== Your instructions ==
Repeat each record word for word.

^^^^^^^^^^^^^^^^

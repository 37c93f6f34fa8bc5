use crate::errors::ToolError;
use crate::utils::suggest::suggest;

pub fn unknown_tool_error<S: AsRef<str>>(tool: &str, known_tools: &[S]) -> ToolError {
    let known: Vec<String> = known_tools
        .iter()
        .map(|name| name.as_ref().to_string())
        .collect();
    let suggestions = suggest(tool, &known, 5);
    let hint = if suggestions.is_empty() {
        "Call tools/list to see the available tools.".to_string()
    } else {
        format!("Did you mean: {}?", suggestions.join(", "))
    };
    ToolError::invalid_params(format!("Unknown tool: {}", tool))
        .with_hint(hint)
        .with_details(serde_json::json!({ "did_you_mean": suggestions }))
}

^^^^^^^^^^^^^^^^

== Answer section ==
repository 37c93f6f34fa8bc5
use crate::errors::ToolError;
use crate::utils::suggest::suggest;

pub fn unknown_tool_error<S: AsRef<str>>(tool: &str, known_tools: &[S]) -> ToolError {
    let known: Vec<String> = known_tools
        .iter()
        .map(|name| name.as_ref().to_string())
        .collect();
    let suggestions = suggest(tool, &known, 5);
    let hint = if suggestions.is_empty() {
        "Call tools/list to see the available tools.".to_string()
    } else {
        format!("Did you mean: {}?", suggestions.join(", "))
    };
    ToolError::invalid_params(format!("Unknown tool: {}", tool))
        .with_hint(hint)
        .with_details(serde_json::json!({ "did_you_mean": suggestions }))
}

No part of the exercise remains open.